Peer Pressure and Children
But with its advancement comes the added weight of peer pressure. With TV, internet and media telling children how they should look, act and be, and what they should own, have and hold the pressure and stress to conform is huge.
Children’s self concepts of how they feel about themselves can take a real battering with this extra pressure. And if this is not picked up on by parents by giving their children constant praise and support, then their children will be affected.
Look at your own self concepts - how you feel about yourself - to see whether you praise and support yourself. These self concepts start from a very young age – support from parents, whether we feel we fit in etc.
So you can start to support your own child’s self concepts by really nurturing and praising them.
For example, when you listen to them read – praise them, tell them how wonderful they are, really convey how proud you are. They will know it and this will fill them with joy.
So I think this is key when it comes to children and stress. It is difficult to change how society is and the pressure put upon the child but you can change your child’s self concepts.
If you put your children down all the time, ask yourself if your parents did the same to you? And what are your self concepts like? Do you want your children to grow up being stressed like you?
Building your child’s self concepts with praise and encouragement is a wonderful thing to do.
Example of Children and Stress
I recently spent 6 months working as a nanny for 3 children.
The youngest girl, who was 4, used to say, “Oh, I hate being me,” and would get really upset. The reason she was saying this was because her sister was a year older than her and could do things she couldn’t: reach the light switch, add numbers; little things. She also didn’t have a lot of nurturing pupils at her school – name calling etc.
So I always made a point of saying wonderful things to all of them: how wonderful and magical they were, how beautiful and amazing.
I didn’t praise their bad behavior, for that there were clear boundaries on what was acceptable or not. But I always filled them with wonderful self concepts.
And the children really came on during that time; the teachers in particular really noticed a difference.
Children and Stress: What Other Stresses Affect Your Children?
Other stresses include:
• Feeling the parents stress
Children are sensitive and feel what’s going on with their parents very keenly. Do you remember how you kept away from your parents when they were angry or stressed? I do.
So manage your own stress so you don’t make your children stressed. Make time for yourself and manage your stress; don’t let it manage you and your kids.
• Moving house
This is stressful for all concerned. Keeping a good routine going and by supporting your children at all times will help reduce stress.
• Parents arguing and fighting
This is terribly stressful for children. In my own life whenever my parents argued I felt I was responsible for it even though I was hardly old enough to speak.
Manage your stress and emotions, if not for your sake, then for the children’s. Find space and time to clear the air with your partner when the children are not around.

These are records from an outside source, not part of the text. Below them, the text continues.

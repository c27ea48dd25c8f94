//! Content tables module
//!
//! The slide deck and question bank that feed the presentation and quiz.
//! Both tables are immutable once loaded.

use std::fs;
use std::path::Path;

use log::info;
use serde::{Deserialize, Serialize};

use crate::{Result, TrainerError, ANSWER_COUNT};

mod builtin;
pub mod markup;

pub use markup::RichLine;

/// One unit of instructional content
#[derive(Debug, Clone, PartialEq, Eq, Serialize, Deserialize)]
pub struct Slide {
    pub title: String,
    /// Short decoration shown above the title, usually an emoji
    pub icon: String,
    /// Rich-text body in the line markup understood by [`markup::parse`]
    pub content: String,
}

/// One multiple-choice quiz item
#[derive(Debug, Clone, PartialEq, Eq, Serialize, Deserialize)]
pub struct Question {
    pub prompt: String,
    pub answers: [String; ANSWER_COUNT],
    /// Position of the correct entry in `answers`
    pub correct_index: usize,
    /// Shown after the question is answered and again in the review
    pub explanation: String,
}

impl Question {
    /// Text of the correct answer, `None` when `correct_index` is out of range
    pub fn correct_answer(&self) -> Option<&str> {
        self.answers.get(self.correct_index).map(String::as_str)
    }

    /// Check whether `index` names the correct answer
    pub fn is_correct(&self, index: usize) -> bool {
        index == self.correct_index
    }
}

/// The slide deck and question bank consumed by a session
#[derive(Debug, Clone, PartialEq, Eq, Serialize, Deserialize)]
pub struct ContentTables {
    #[serde(default)]
    pub slides: Vec<Slide>,
    #[serde(default)]
    pub questions: Vec<Question>,
}

impl ContentTables {
    /// Build tables from already-constructed slides and questions, validating them
    pub fn new(slides: Vec<Slide>, questions: Vec<Question>) -> Result<Self> {
        let tables = Self { slides, questions };
        tables.validate()?;
        Ok(tables)
    }

    /// The PyBricks course shipped with the trainer
    pub fn builtin() -> Self {
        Self {
            slides: builtin::slides(),
            questions: builtin::questions(),
        }
    }

    /// Load tables from a TOML or JSON file, chosen by extension
    pub fn load(path: &Path) -> Result<Self> {
        let content = fs::read_to_string(path).map_err(|e| {
            TrainerError::ContentError(format!(
                "Failed to read content file {}: {}",
                path.display(),
                e
            ))
        })?;

        let is_json = path
            .extension()
            .map(|ext| ext.eq_ignore_ascii_case("json"))
            .unwrap_or(false);

        let tables: Self = if is_json {
            serde_json::from_str(&content)?
        } else {
            toml::from_str(&content).map_err(|e| {
                TrainerError::ContentError(format!(
                    "Failed to parse content file {}: {}",
                    path.display(),
                    e
                ))
            })?
        };

        tables.validate()?;
        info!(
            "loaded {} slides and {} questions from {}",
            tables.slide_count(),
            tables.question_count(),
            path.display()
        );
        Ok(tables)
    }

    /// Load from `path` when given, otherwise fall back to the built-in course
    pub fn load_or_builtin(path: Option<&Path>) -> Result<Self> {
        match path {
            Some(path) => Self::load(path),
            None => Ok(Self::builtin()),
        }
    }

    /// Check the authored data before a session is allowed to start
    pub fn validate(&self) -> Result<()> {
        if self.slides.is_empty() {
            return Err(TrainerError::ContentError(
                "Slide deck must contain at least one slide".to_string(),
            ));
        }

        if self.questions.is_empty() {
            return Err(TrainerError::ContentError(
                "Question bank must contain at least one question".to_string(),
            ));
        }

        for (i, slide) in self.slides.iter().enumerate() {
            if slide.title.trim().is_empty() {
                return Err(TrainerError::ContentError(format!(
                    "Slide {} has an empty title",
                    i + 1
                )));
            }
        }

        for (i, question) in self.questions.iter().enumerate() {
            if question.prompt.trim().is_empty() {
                return Err(TrainerError::ContentError(format!(
                    "Question {} has an empty prompt",
                    i + 1
                )));
            }
            if question.correct_index >= ANSWER_COUNT {
                return Err(TrainerError::ContentError(format!(
                    "Question {} has correct_index {} (must be below {})",
                    i + 1,
                    question.correct_index,
                    ANSWER_COUNT
                )));
            }
        }

        Ok(())
    }

    pub fn slide_count(&self) -> usize {
        self.slides.len()
    }

    pub fn question_count(&self) -> usize {
        self.questions.len()
    }
}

A wonderful way of communicating with your partner is with a talking stick. This is a Native American tool. Find a stick which is about 1 -2 feet long and which has a special resonance with you. You can paint it or design it yourself.
When you want to discuss something with your partner use this tool. When each person holds the stick, the other people must listen and not interrupt. When the first person has finished talking, it then passes between people until everyone has said their bit.
It is important to come from a place of how a situation makes you feel rather than as a criticism of the other person. E.g. I feel hurt when you talk rudely to me; I feel that you don’t respect me and that makes it hard for me to respect you in return…
It is a truly wonderful tool and I used it a lot when communicating with the mother of the children I was nannying. By speaking both our truths we cleared the air each time and made clear what we wanted and expected. I really would recommend it.
I hope that you’ve enjoyed reading this article on children and stress and please feel free to visit my other pages.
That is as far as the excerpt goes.